Dataset entries
━━━━━━━━━━━━━━━━━━━━━━━━━━━━━━
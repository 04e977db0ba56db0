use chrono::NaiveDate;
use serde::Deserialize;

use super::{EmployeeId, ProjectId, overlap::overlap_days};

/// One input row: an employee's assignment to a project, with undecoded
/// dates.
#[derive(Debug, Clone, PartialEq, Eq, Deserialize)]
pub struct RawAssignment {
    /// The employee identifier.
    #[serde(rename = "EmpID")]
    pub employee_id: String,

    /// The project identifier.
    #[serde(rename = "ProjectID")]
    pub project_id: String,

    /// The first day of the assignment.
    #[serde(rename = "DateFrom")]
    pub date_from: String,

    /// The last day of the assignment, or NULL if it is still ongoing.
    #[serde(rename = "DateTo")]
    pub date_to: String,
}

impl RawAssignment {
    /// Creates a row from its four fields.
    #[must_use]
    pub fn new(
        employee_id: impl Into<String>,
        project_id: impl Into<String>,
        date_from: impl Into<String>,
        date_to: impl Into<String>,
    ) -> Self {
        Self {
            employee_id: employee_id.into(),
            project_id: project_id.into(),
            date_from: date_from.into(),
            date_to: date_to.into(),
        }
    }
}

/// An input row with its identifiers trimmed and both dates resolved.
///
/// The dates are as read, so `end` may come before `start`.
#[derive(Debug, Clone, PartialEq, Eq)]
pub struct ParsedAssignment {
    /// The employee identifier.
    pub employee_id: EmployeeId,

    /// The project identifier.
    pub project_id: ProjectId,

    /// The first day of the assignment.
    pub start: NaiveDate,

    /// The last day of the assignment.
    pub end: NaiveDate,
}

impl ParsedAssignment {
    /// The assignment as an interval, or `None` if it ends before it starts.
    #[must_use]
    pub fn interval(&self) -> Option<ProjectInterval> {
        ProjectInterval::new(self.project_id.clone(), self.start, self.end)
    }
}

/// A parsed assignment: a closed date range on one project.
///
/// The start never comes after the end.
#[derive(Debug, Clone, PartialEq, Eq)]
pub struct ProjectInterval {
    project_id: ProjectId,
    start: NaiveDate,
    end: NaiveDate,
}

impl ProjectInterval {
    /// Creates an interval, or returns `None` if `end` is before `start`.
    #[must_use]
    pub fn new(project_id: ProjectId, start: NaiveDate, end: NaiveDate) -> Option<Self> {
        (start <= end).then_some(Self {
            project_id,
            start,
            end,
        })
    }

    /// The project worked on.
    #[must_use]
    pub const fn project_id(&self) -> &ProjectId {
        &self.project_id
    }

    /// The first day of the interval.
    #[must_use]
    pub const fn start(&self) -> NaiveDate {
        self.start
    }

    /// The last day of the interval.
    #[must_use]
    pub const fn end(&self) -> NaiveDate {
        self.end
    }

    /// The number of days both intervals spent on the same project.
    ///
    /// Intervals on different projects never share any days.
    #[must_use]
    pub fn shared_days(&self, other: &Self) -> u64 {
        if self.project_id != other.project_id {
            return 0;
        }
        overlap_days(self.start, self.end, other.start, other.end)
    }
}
━━━━━━━━━━━━━━━━━━━━━━━━━━━━━━
Directions:
Copy each entry exactly, with nothing added or dropped.

Problem solution:
repository 04e977db0ba56db0
use chrono::NaiveDate;
use serde::Deserialize;

use super::{EmployeeId, ProjectId, overlap::overlap_days};

/// One input row: an employee's assignment to a project, with undecoded
/// dates.
#[derive(Debug, Clone, PartialEq, Eq, Deserialize)]
pub struct RawAssignment {
    /// The employee identifier.
    #[serde(rename = "EmpID")]
    pub employee_id: String,

    /// The project identifier.
    #[serde(rename = "ProjectID")]
    pub project_id: String,

    /// The first day of the assignment.
    #[serde(rename = "DateFrom")]
    pub date_from: String,

    /// The last day of the assignment, or NULL if it is still ongoing.
    #[serde(rename = "DateTo")]
    pub date_to: String,
}

impl RawAssignment {
    /// Creates a row from its four fields.
    #[must_use]
    pub fn new(
        employee_id: impl Into<String>,
        project_id: impl Into<String>,
        date_from: impl Into<String>,
        date_to: impl Into<String>,
    ) -> Self {
        Self {
            employee_id: employee_id.into(),
            project_id: project_id.into(),
            date_from: date_from.into(),
            date_to: date_to.into(),
        }
    }
}

/// An input row with its identifiers trimmed and both dates resolved.
///
/// The dates are as read, so `end` may come before `start`.
#[derive(Debug, Clone, PartialEq, Eq)]
pub struct ParsedAssignment {
    /// The employee identifier.
    pub employee_id: EmployeeId,

    /// The project identifier.
    pub project_id: ProjectId,

    /// The first day of the assignment.
    pub start: NaiveDate,

    /// The last day of the assignment.
    pub end: NaiveDate,
}

impl ParsedAssignment {
    /// The assignment as an interval, or `None` if it ends before it starts.
    #[must_use]
    pub fn interval(&self) -> Option<ProjectInterval> {
        ProjectInterval::new(self.project_id.clone(), self.start, self.end)
    }
}

/// A parsed assignment: a closed date range on one project.
///
/// The start never comes after the end.
#[derive(Debug, Clone, PartialEq, Eq)]
pub struct ProjectInterval {
    project_id: ProjectId,
    start: NaiveDate,
    end: NaiveDate,
}

impl ProjectInterval {
    /// Creates an interval, or returns `None` if `end` is before `start`.
    #[must_use]
    pub fn new(project_id: ProjectId, start: NaiveDate, end: NaiveDate) -> Option<Self> {
        (start <= end).then_some(Self {
            project_id,
            start,
            end,
        })
    }

    /// The project worked on.
    #[must_use]
    pub const fn project_id(&self) -> &ProjectId {
        &self.project_id
    }

    /// The first day of the interval.
    #[must_use]
    pub const fn start(&self) -> NaiveDate {
        self.start
    }

    /// The last day of the interval.
    #[must_use]
    pub const fn end(&self) -> NaiveDate {
        self.end
    }

    /// The number of days both intervals spent on the same project.
    ///
    /// Intervals on different projects never share any days.
    #[must_use]
    pub fn shared_days(&self, other: &Self) -> u64 {
        if self.project_id != other.project_id {
            return 0;
        }
        overlap_days(self.start, self.end, other.start, other.end)
    }
}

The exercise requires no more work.